• [Entries shown]
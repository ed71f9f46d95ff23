//! The key hash used to place both keys and node replicas on the ring.
//!
//! This is Murmur3 (x86, 32-bit) with a zero seed. Every process that shares
//! data with another must agree on it, so changing it remaps every key.

use std::io::Cursor;

const SEED: u32 = 0;

#[inline]
/// Hashes an arbitrary key onto the ring.
pub fn key_hash(key: &[u8]) -> u32 {
    murmur3_32(key, SEED)
}

/// The ring position of replica `index` of `node`.
///
/// The replica key is the decimal index immediately followed by the node id,
/// e.g. replica 3 of `n1` hashes `"3n1"`.
pub fn replica_position(node: &str, index: usize) -> u32 {
    key_hash(replica_key(node, index).as_bytes())
}

#[inline]
pub(crate) fn replica_key(node: &str, index: usize) -> String {
    format!("{index}{node}")
}

/// Murmur3 x86 32-bit over an in-memory buffer.
pub fn murmur3_32(data: &[u8], seed: u32) -> u32 {
    // Reading from a slice cannot fail.
    murmur3::murmur3_32(&mut Cursor::new(data), seed).unwrap_or_default()
}

#[cfg(test)]
mod tests {
    use super::*;

    #[test]
    fn test_known_vectors() {
        assert_eq!(murmur3_32(b"", 0), 0);
        assert_eq!(murmur3_32(b"", 1), 0x514e_28b7);
        assert_eq!(murmur3_32(b"hello", 0), 0x248b_fa47);
        assert_eq!(murmur3_32(b"foo", 0), 0xf6a5_c420);
        assert_eq!(
            murmur3_32(b"The quick brown fox jumps over the lazy dog", 0x9747_b28c),
            0x2fa8_26cd,
        );
    }

    #[test]
    fn test_replica_key_prepends_index() {
        assert_eq!(replica_key("n1", 3), "3n1");
        assert_eq!(replica_position("n1", 3), key_hash(b"3n1"));
        assert_ne!(replica_position("n1", 3), key_hash(b"n13"));
        assert_ne!(replica_position("n1", 3), key_hash(b"3|n1"));
    }

    #[test]
    fn test_hash_is_stable() {
        let a = key_hash(b"cpu.idle/host=a");
        let b = key_hash(b"cpu.idle/host=a");
        assert_eq!(a, b);
    }
}
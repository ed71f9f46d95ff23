use std::collections::HashMap;
use std::sync::Arc;

use parking_lot::RwLock;
use ringcast_ring::NodeId;
use ringcast_rpc::{ClientConfig, Codec, EventSender, MultiClient};

#[derive(Default)]
struct Peers {
    clients: HashMap<NodeId, Arc<MultiClient>>,
    endpoints: HashMap<NodeId, Vec<String>>,
}

#[derive(Clone)]
/// A collection of clients, one per ring member.
///
/// A member is reached at its own id unless explicit endpoints have been
/// registered for it with [RpcNetwork::set_endpoints].
pub struct RpcNetwork {
    codec: Codec,
    config: ClientConfig,
    events: EventSender,
    peers: Arc<RwLock<Peers>>,
}

impl RpcNetwork {
    pub fn new(codec: Codec, config: ClientConfig, events: EventSender) -> Self {
        Self {
            codec,
            config,
            events,
            peers: Default::default(),
        }
    }

    /// Gets the client of the given owner or creates a new one.
    ///
    /// No connection is established here, the client dials lazily on its
    /// first call. Concurrent callers for the same owner always share one
    /// client.
    pub fn get_or_connect(&self, owner: &NodeId) -> Arc<MultiClient> {
        {
            let guard = self.peers.read();
            if let Some(client) = guard.clients.get(owner) {
                return client.clone();
            }
        }

        let mut guard = self.peers.write();
        if let Some(client) = guard.clients.get(owner) {
            return client.clone();
        }

        let client = self.new_client(&guard, owner);
        guard.clients.insert(owner.clone(), client.clone());
        client
    }

    /// Creates a new client for the owner, replacing any existing one.
    pub fn connect(&self, owner: &NodeId) -> Arc<MultiClient> {
        let mut guard = self.peers.write();
        let client = self.new_client(&guard, owner);
        if let Some(old) = guard.clients.insert(owner.clone(), client.clone()) {
            old.close();
        }
        client
    }

    fn new_client(&self, peers: &Peers, owner: &NodeId) -> Arc<MultiClient> {
        let endpoints = peers
            .endpoints
            .get(owner)
            .cloned()
            .unwrap_or_else(|| vec![owner.to_string()]);
        Arc::new(
            MultiClient::new(endpoints, self.codec, self.config.clone())
                .with_events(self.events.clone()),
        )
    }

    /// Registers the endpoints an owner is reachable at.
    ///
    /// An existing client of the owner is updated in place.
    pub fn set_endpoints<I, S>(&self, owner: &str, endpoints: I)
    where
        I: IntoIterator<Item = S>,
        S: Into<String>,
    {
        let endpoints = endpoints.into_iter().map(Into::into).collect::<Vec<_>>();
        let mut guard = self.peers.write();
        if let Some(client) = guard.clients.get(owner) {
            client.set_endpoints(endpoints.clone());
        }
        guard.endpoints.insert(NodeId::from(owner), endpoints);
    }

    /// Drops the client of the owner, closing its idle connections.
    ///
    /// Registered endpoints are kept so the owner can rejoin.
    pub fn disconnect(&self, owner: &str) {
        let removed = self.peers.write().clients.remove(owner);
        if let Some(client) = removed {
            client.close();
        }
    }

    /// The owners which currently have a client.
    pub fn owners(&self) -> Vec<NodeId> {
        let mut owners = self
            .peers
            .read()
            .clients
            .keys()
            .cloned()
            .collect::<Vec<_>>();
        owners.sort();
        owners
    }
}

#[cfg(test)]
mod tests {
    use std::sync::Barrier;

    use ringcast_rpc::event_channel;

    use super::*;

    #[test]
    fn test_clients_are_reused() {
        let (tx, _rx) = event_channel();
        let network = RpcNetwork::new(Codec::Cbor, ClientConfig::default(), tx);

        let owner = NodeId::from("127.0.0.1:7001");
        let first = network.get_or_connect(&owner);
        let second = network.get_or_connect(&owner);
        assert!(Arc::ptr_eq(&first, &second));
        assert_eq!(first.endpoints(), vec!["127.0.0.1:7001".to_string()]);

        network.disconnect("127.0.0.1:7001");
        assert!(network.owners().is_empty());
        let third = network.get_or_connect(&owner);
        assert!(!Arc::ptr_eq(&first, &third));
    }

    #[test]
    fn test_concurrent_lookups_share_client() {
        let (tx, _rx) = event_channel();
        let network = RpcNetwork::new(Codec::Cbor, ClientConfig::default(), tx);
        let owner = NodeId::from("127.0.0.1:7001");
        let barrier = Arc::new(Barrier::new(8));

        let handles = (0..8)
            .map(|_| {
                let network = network.clone();
                let owner = owner.clone();
                let barrier = barrier.clone();
                std::thread::spawn(move || {
                    barrier.wait();
                    network.get_or_connect(&owner)
                })
            })
            .collect::<Vec<_>>();
        let clients = handles
            .into_iter()
            .map(|handle| handle.join().unwrap())
            .collect::<Vec<_>>();

        let stored = network.get_or_connect(&owner);
        for client in clients.iter() {
            assert!(Arc::ptr_eq(client, &stored));
        }
        assert_eq!(network.owners(), vec![owner]);
    }

    #[test]
    fn test_explicit_endpoints() {
        let (tx, _rx) = event_channel();
        let network = RpcNetwork::new(Codec::Cbor, ClientConfig::default(), tx);

        let owner = NodeId::from("judge-1");
        network.set_endpoints("judge-1", ["10.0.0.1:7001", "10.0.0.2:7001"]);
        let client = network.get_or_connect(&owner);
        assert_eq!(
            client.endpoints(),
            vec!["10.0.0.1:7001".to_string(), "10.0.0.2:7001".to_string()]
        );

        network.set_endpoints("judge-1", ["10.0.0.3:7001"]);
        assert_eq!(client.endpoints(), vec!["10.0.0.3:7001".to_string()]);

        // Registrations outlive the client.
        network.disconnect("judge-1");
        let client = network.get_or_connect(&owner);
        assert_eq!(client.endpoints(), vec!["10.0.0.3:7001".to_string()]);
    }
}
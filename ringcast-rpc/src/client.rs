use std::io;
use std::time::Duration;

use serde::de::DeserializeOwned;
use serde::Serialize;
use tokio::net::TcpStream;

use crate::codec::Codec;
use crate::net::utils::RequestMetadata;
use crate::net::{ConnectionChannel, Message};
use crate::RpcError;

/// A RPC client wrapping a single TCP connection.
///
/// Calls are issued one at a time. Any transport error, including a call
/// timing out, closes the connection and every later call fails with
/// [RpcError::Closed]. Errors returned by the remote handler leave the
/// connection open.
pub struct RpcClient {
    name: String,
    endpoint: String,
    codec: Codec,
    call_timeout: Duration,
    channel: Option<ConnectionChannel>,
    next_seq: u64,
}

impl RpcClient {
    /// Connects to a remote RPC server.
    pub async fn connect(
        endpoint: &str,
        name: impl Into<String>,
        codec: Codec,
        dial_timeout: Duration,
        call_timeout: Duration,
    ) -> Result<Self, RpcError> {
        let stream = match tokio::time::timeout(dial_timeout, TcpStream::connect(endpoint))
            .await
        {
            Err(_) => return Err(RpcError::Timeout(dial_timeout)),
            Ok(Err(e)) if e.kind() == io::ErrorKind::ConnectionRefused => {
                return Err(RpcError::ConnectionRefused(endpoint.to_string()))
            },
            Ok(Err(e)) => return Err(e.into()),
            Ok(Ok(stream)) => stream,
        };

        let remote_addr = stream.peer_addr()?;
        Ok(Self {
            name: name.into(),
            endpoint: endpoint.to_string(),
            codec,
            call_timeout,
            channel: Some(ConnectionChannel::new(stream, remote_addr)),
            next_seq: 0,
        })
    }

    #[inline]
    /// The name of the connection, used to follow it through the logs.
    pub fn name(&self) -> &str {
        &self.name
    }

    #[inline]
    /// The endpoint the client is connected to.
    pub fn endpoint(&self) -> &str {
        &self.endpoint
    }

    #[inline]
    /// The default deadline applied to every call.
    pub fn call_timeout(&self) -> Duration {
        self.call_timeout
    }

    #[inline]
    /// Returns if the connection has been closed.
    pub fn is_closed(&self) -> bool {
        self.channel.is_none()
    }

    /// Closes the underlying connection.
    pub fn close(&mut self) {
        if self.channel.take().is_some() {
            trace!(connection = %self.name, "Closed connection.");
        }
    }

    /// Calls a remote method, encoding the arguments and decoding the reply
    /// with the client's codec.
    ///
    /// `timeout` overrides the default call timeout when given.
    pub async fn call<Req, Resp>(
        &mut self,
        method: &str,
        args: &Req,
        timeout: Option<Duration>,
    ) -> Result<Resp, RpcError>
    where
        Req: Serialize + ?Sized,
        Resp: DeserializeOwned,
    {
        let args = self.codec.encode(args)?;
        let reply = self.call_raw(method, args, timeout).await?;
        self.codec.decode(&reply)
    }

    /// Calls a remote method with an already encoded argument blob.
    pub async fn call_raw(
        &mut self,
        method: &str,
        args: Vec<u8>,
        timeout: Option<Duration>,
    ) -> Result<Vec<u8>, RpcError> {
        let deadline = timeout.unwrap_or(self.call_timeout);
        let channel = self.channel.as_mut().ok_or(RpcError::Closed)?;

        self.next_seq = self.next_seq.wrapping_add(1);
        let seq = self.next_seq;
        let metadata = RequestMetadata {
            seq,
            method: method.to_string(),
        };

        let result =
            match tokio::time::timeout(deadline, exchange(channel, &metadata, &args)).await {
                Ok(result) => result,
                Err(_) => Err(RpcError::Timeout(deadline)),
            };

        if let Err(e) = &result {
            if e.is_transport() {
                debug!(
                    connection = %self.name,
                    method = %method,
                    error = ?e,
                    "Closing connection after transport error."
                );
                self.close();
            }
        }

        result
    }
}

async fn exchange(
    channel: &mut ConnectionChannel,
    metadata: &RequestMetadata,
    args: &[u8],
) -> Result<Vec<u8>, RpcError> {
    channel.send_request(metadata, args).await?;

    let (response, data) = match channel.recv_msg().await? {
        Some(Message::Response { metadata, data }) => (metadata, data),
        Some(Message::Request { .. }) => {
            return Err(RpcError::Protocol(
                "received a request frame on a client connection".to_string(),
            ))
        },
        None => return Err(RpcError::Closed),
    };

    if response.seq != metadata.seq {
        return Err(RpcError::Protocol(format!(
            "response sequence {} does not match request {}",
            response.seq, metadata.seq,
        )));
    }

    if !response.error.is_empty() {
        return Err(RpcError::Remote(response.error));
    }

    Ok(data)
}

• [What you will do]
Respond with one number, the count of lines in the data that hold the string "existing".

• [Exercise solution]
2